// sizeofarray.cpp
#include <iostream>
template <typename T,int N>
int size(T (&Array)[N])
{
return N;
}
int main()
{
char p[]="Je suis trop bon, et vous?";
char q[size(p)]; // (A)
return 0;
}
I heard that an array size in C++ must be a constant expression. So char q[size(p)] is invalid, am I right? But I got no errors when I tried
g++ -Wall sizeofarray.cpp
Why?
I heard that an array size in C++ must be a constant expression.
Correct
So char q[size(p)] is invalid, am I right?
According to ISO C++, yes!
But I got no errors when I tried
g++ -Wall sizeofarray.cpp
That's because g++ supports VLA (Variable Length Array) as an extension.

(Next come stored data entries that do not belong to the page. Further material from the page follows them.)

//! # Login Component
//!
//! Sign-in, registration and code verification in one centered card.
//!
//! Follows the persistent state + transient wrapper pattern:
//! - `LoginFormState` lives in `TuiState` and owns the field buffers
//! - `LoginForm` is created each frame with borrowed state and `App` props
//!
//! The core only knows the current `AuthStage`; what the user has typed so far
//! stays here until it is submitted as an `Action`.

use ratatui::Frame;
use ratatui::layout::{Constraint, Layout, Rect};
use ratatui::style::Modifier;
use ratatui::text::{Line, Span};
use ratatui::widgets::{Block, BorderType, Clear, Paragraph, Wrap};

use crate::core::action::Action;
use crate::core::auth::{VERIFICATION_CODE, VERIFICATION_CODE_LEN};
use crate::core::state::{App, AuthStage};
use crate::tui::component::{Component, EventHandler};
use crate::tui::components::text_field::{FieldView, TextField};
use crate::tui::event::TuiEvent;
use crate::tui::theme::Palette;

const SPINNER_FRAMES: [&str; 10] = ["⠋", "⠙", "⠹", "⠸", "⠼", "⠴", "⠦", "⠧", "⠇", "⠏"];
const CARD_WIDTH: u16 = 52;

#[derive(Debug, Clone, Copy, PartialEq, Eq)]
pub enum FieldKind {
    Name,
    Email,
    Password,
    Code,
}

/// Input fields shown for a given stage, in focus order.
pub fn fields_for(stage: &AuthStage) -> &'static [FieldKind] {
    match stage {
        AuthStage::SignIn => &[FieldKind::Email, FieldKind::Password],
        AuthStage::Register => &[FieldKind::Name, FieldKind::Email, FieldKind::Password],
        AuthStage::Verification(_) => &[FieldKind::Code],
    }
}

#[derive(Debug, Clone, Copy, PartialEq, Eq)]
enum StageKind {
    SignIn,
    Register,
    Verification,
}

impl From<&AuthStage> for StageKind {
    fn from(stage: &AuthStage) -> Self {
        match stage {
            AuthStage::SignIn => StageKind::SignIn,
            AuthStage::Register => StageKind::Register,
            AuthStage::Verification(_) => StageKind::Verification,
        }
    }
}

/// Persistent state for the login screen.
pub struct LoginFormState {
    pub name: TextField,
    pub email: TextField,
    pub password: TextField,
    pub code: TextField,
    /// Index into `fields_for(stage)`
    pub focus: usize,
    stage: StageKind,
}

impl Default for LoginFormState {
    fn default() -> Self {
        Self::new()
    }
}

impl LoginFormState {
    pub fn new() -> Self {
        Self {
            name: TextField::new(),
            email: TextField::new(),
            password: TextField::masked(),
            code: TextField::digits(VERIFICATION_CODE_LEN),
            focus: 0,
            stage: StageKind::SignIn,
        }
    }

    /// Follow stage changes made by the core: focus jumps back to the first field.
    pub fn sync(&mut self, stage: &AuthStage) {
        let kind = StageKind::from(stage);
        if kind != self.stage {
            self.stage = kind;
            self.focus = 0;
            if kind == StageKind::Verification {
                self.code.clear();
            }
        }
    }

    pub fn clear(&mut self) {
        self.name.clear();
        self.email.clear();
        self.password.clear();
        self.code.clear();
        self.focus = 0;
    }

    pub fn field(&self, kind: FieldKind) -> &TextField {
        match kind {
            FieldKind::Name => &self.name,
            FieldKind::Email => &self.email,
            FieldKind::Password => &self.password,
            FieldKind::Code => &self.code,
        }
    }

    fn field_mut(&mut self, kind: FieldKind) -> &mut TextField {
        match kind {
            FieldKind::Name => &mut self.name,
            FieldKind::Email => &mut self.email,
            FieldKind::Password => &mut self.password,
            FieldKind::Code => &mut self.code,
        }
    }

    /// Build the submit action, or move focus to the first empty field.
    fn submit(&mut self, stage: &AuthStage) -> Option<Action> {
        let fields = fields_for(stage);
        if let Some(empty) = fields
            .iter()
            .position(|&kind| match kind {
                FieldKind::Password => self.password.text().is_empty(),
                _ => self.field(kind).text().trim().is_empty(),
            })
        {
            self.focus = empty;
            return None;
        }
        match stage {
            AuthStage::SignIn => Some(Action::SubmitLogin {
                email: self.email.text().to_string(),
                password: self.password.text().to_string(),
            }),
            AuthStage::Register => Some(Action::SubmitRegistration {
                name: self.name.text().to_string(),
                email: self.email.text().to_string(),
            }),
            AuthStage::Verification(_) => Some(Action::SubmitCode(self.code.text().to_string())),
        }
    }

    /// Translate a key event into an `Action` for the current stage.
    pub fn handle_event(
        &mut self,
        event: &TuiEvent,
        stage: &AuthStage,
        is_loading: bool,
    ) -> Option<Action> {
        let fields = fields_for(stage);
        match event {
            TuiEvent::Escape if is_loading => Some(Action::CancelAuth),
            TuiEvent::Escape => {
                matches!(stage, AuthStage::Verification(_)).then_some(Action::BackToRegistration)
            }
            // Everything below edits or submits the form
            _ if is_loading => None,
            TuiEvent::ToggleAuthMode => {
                self.clear();
                Some(Action::ToggleAuthMode)
            }
            TuiEvent::ResendCode => Some(Action::ResendCode),
            TuiEvent::NextField | TuiEvent::CursorDown => {
                self.focus = (self.focus + 1) % fields.len();
                None
            }
            TuiEvent::PrevField | TuiEvent::CursorUp => {
                self.focus = (self.focus + fields.len() - 1) % fields.len();
                None
            }
            TuiEvent::Submit => self.submit(stage),
            _ => {
                let kind = fields[self.focus.min(fields.len() - 1)];
                self.field_mut(kind).handle_event(event);
                None
            }
        }
    }
}

/// Transient render wrapper for the login screen.
pub struct LoginForm<'a> {
    state: &'a LoginFormState,
    app: &'a App,
    palette: &'a Palette,
    spinner_frame: usize,
}

impl<'a> LoginForm<'a> {
    pub fn new(
        state: &'a LoginFormState,
        app: &'a App,
        palette: &'a Palette,
        spinner_frame: usize,
    ) -> Self {
        Self {
            state,
            app,
            palette,
            spinner_frame,
        }
    }

    fn spinner(&self) -> &'static str {
        let frame = if self.app.settings.animations {
            self.spinner_frame
        } else {
            0
        };
        SPINNER_FRAMES[frame % SPINNER_FRAMES.len()]
    }

    fn field_title(&self, kind: FieldKind) -> &'static str {
        let t = self.app.t();
        match kind {
            FieldKind::Name => t.name,
            FieldKind::Email => t.email,
            FieldKind::Password => t.password,
            FieldKind::Code => t.verify_code,
        }
    }

    fn header_lines(&self) -> Vec<Line<'a>> {
        let t = self.app.t();
        let (title, subtitle) = match &self.app.auth_stage {
            AuthStage::SignIn => (t.login_title, t.login_subtitle.to_string()),
            AuthStage::Register => (t.register_title, t.register_subtitle.to_string()),
            AuthStage::Verification(registration) => (
                t.verify_title,
                format!("{} {}", t.verify_subtitle, registration.email),
            ),
        };
        vec![
            Line::from(Span::styled(
                title,
                self.palette.accent().add_modifier(Modifier::BOLD),
            ))
            .centered(),
            Line::from(Span::styled(subtitle, self.palette.muted())).centered(),
        ]
    }

    fn footer_lines(&self) -> Vec<Line<'a>> {
        let t = self.app.t();
        let mut lines = Vec::new();

        if let Some(error) = self.app.auth_error {
            lines.push(Line::from(Span::styled(error.message(t), self.palette.error())).centered());
        } else if !self.app.status_message.is_empty() {
            lines.push(
                Line::from(Span::styled(
                    self.app.status_message.clone(),
                    self.palette.muted(),
                ))
                .centered(),
            );
        } else {
            lines.push(Line::default());
        }

        let button = match &self.app.auth_stage {
            AuthStage::SignIn => t.sign_in,
            AuthStage::Register => t.sign_up,
            AuthStage::Verification(_) => t.confirm,
        };
        let action_line = if self.app.is_loading {
            Line::from(vec![
                Span::styled(format!("{} ", self.spinner()), self.palette.accent()),
                Span::styled(format!("{}...  Esc", t.please_wait), self.palette.muted()),
            ])
        } else {
            Line::from(Span::styled(format!("[ {} ]", button), self.palette.selected()))
        };
        lines.push(action_line.centered());
        lines.push(Line::default());

        let hints = match &self.app.auth_stage {
            AuthStage::SignIn => vec![
                format!("{} Ctrl+N {}", t.need_account, t.sign_up),
                "alex@example.com / password".to_string(),
            ],
            AuthStage::Register => vec![format!("{} Ctrl+N {}", t.have_account, t.sign_in)],
            AuthStage::Verification(_) => vec![
                format!("Ctrl+R {}  ·  Esc {}", t.resend, t.back),
                format!("{}: {}", t.verify_code, VERIFICATION_CODE),
            ],
        };
        lines.extend(
            hints
                .into_iter()
                .map(|hint| Line::from(Span::styled(hint, self.palette.muted())).centered()),
        );
        lines
    }
}

impl Component for LoginForm<'_> {
    fn render(&mut self, frame: &mut Frame, area: Rect) {
        let fields = fields_for(&self.app.auth_stage);
        let header = self.header_lines();
        let footer = self.footer_lines();

        let width = CARD_WIDTH.min(area.width);
        let height = (header.len() + 1 + fields.len() * 3 + footer.len()) as u16 + 2;
        let card = Rect {
            x: area.x + area.width.saturating_sub(width) / 2,
            y: area.y + area.height.saturating_sub(height) / 2,
            width,
            height: height.min(area.height),
        };

        frame.render_widget(Clear, card);
        let block = Block::bordered()
            .border_type(BorderType::Rounded)
            .border_style(self.palette.accent())
            .title(Line::from(" Luminary ").centered())
            .style(self.palette.base());
        let inner = block.inner(card);
        frame.render_widget(block, card);

        let mut constraints = vec![Constraint::Length(header.len() as u16 + 1)];
        constraints.extend(fields.iter().map(|_| Constraint::Length(3)));
        constraints.push(Constraint::Min(0));
        let rows = Layout::vertical(constraints).split(inner);

        frame.render_widget(Paragraph::new(header), rows[0]);

        let has_error = self.app.auth_error.is_some();
        for (i, &kind) in fields.iter().enumerate() {
            let mut view = FieldView {
                field: self.state.field(kind),
                title: self.field_title(kind),
                placeholder: "",
                focused: i == self.state.focus && !self.app.is_loading,
                has_error: has_error && i == self.state.focus,
                palette: self.palette,
            };
            view.render(frame, rows[i + 1]);
        }

        frame.render_widget(
            Paragraph::new(footer).wrap(Wrap { trim: true }),
            rows[fields.len() + 1],
        );
    }
}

In C++0x there is constexpr feature with the help of which you can write
constexpr int size(T (&Array)[N])
{
return N;
}
and then char q[size(p)] would be legal.
EDIT : Also read this article [blog whatever]
Like Prasoon says, it's not a constant expression. For now, you can get a constant-expression value of the size of an array like this:
template <std::size_t N>
struct type_of_size
{
typedef char type[N];
};
template <typename T, std::size_t Size>
typename type_of_size<Size>::type& sizeof_array_helper(T(&)[Size]);
#define sizeof_array(pArray) sizeof(sizeof_array_helper(pArray))
Explanation here. You basically encode the size of the array into the size of a type, then get the sizeof of that type, giving you:
char q[sizeof_array(p)];
I beg to differ with all the answers here. The code show is perfectly fine except for a minor issue (which is definitely not VLA)
template <typename T,int N>
int size(T (&Array)[N])
{
return N;
}
int main()
{
char p[]="Je suis trop bon, et vous?";
char q[sizeof(p)]; // (A), not sizeof and not size as in OP
return 0;
}
I was wondering that the result of the sizeof is always a const value, and hence the code should be fine.
The above code builds fine on VS 2010 and Comeau(strict mode)
$5.3.3/6- "The result is a constant of type size_t. [Note: size_t is defined in the standard header (18.1)."
char q[size(p)]. I have made the necessary corrections in the OP.I use g++ 4.4.3 and have the following alias so that I never forget to turn on the warnings:
$ alias g++
alias g++='g++ -ansi -pedantic -Wall -W -Wconversion -Wshadow -Wcast-qual -Wwrite-strings'
If compiled with the above, there would be some warnings. Following steps show how different options show different warnings.
Compilation with no warning option does not show any warning
$ \g++ sizeofarray.cpp
Turning on -Wall
$ \g++ -Wall sizeofarray.cpp
sizeofarray.cpp: In function ‘int main()’:
sizeofarray.cpp:12: warning: unused variable ‘q’
Turning on -Wextra
$ \g++ -Wall -Wextra sizeofarray.cpp
sizeofarray.cpp: In function ‘int main()’:
sizeofarray.cpp:12: warning: unused variable ‘q’
sizeofarray.cpp: At global scope:
sizeofarray.cpp: In instantiation of ‘int size(T (&)[N]) [with T = char, int N = 27]’:
sizeofarray.cpp:12: instantiated from here
sizeofarray.cpp:4: warning: unused parameter ‘Array’
Finally turning on -pedantic to catch the real problem
$ \g++ -Wall -Wextra -pedantic sizeofarray.cpp
sizeofarray.cpp: In function ‘int main()’:
sizeofarray.cpp:12: warning: ISO C++ forbids variable length array ‘q’
sizeofarray.cpp:12: warning: unused variable ‘q’
sizeofarray.cpp: At global scope:
sizeofarray.cpp: In instantiation of ‘int size(T (&)[N]) [with T = char, int N = 27]’:
sizeofarray.cpp:12: instantiated from here
sizeofarray.cpp:4: warning: unused parameter ‘Array’
q[sizeof(p)]is fine, you probably meantq[size(p)]. Note that the latter will become valid in C++0x (if you declaresizeasconstexpr).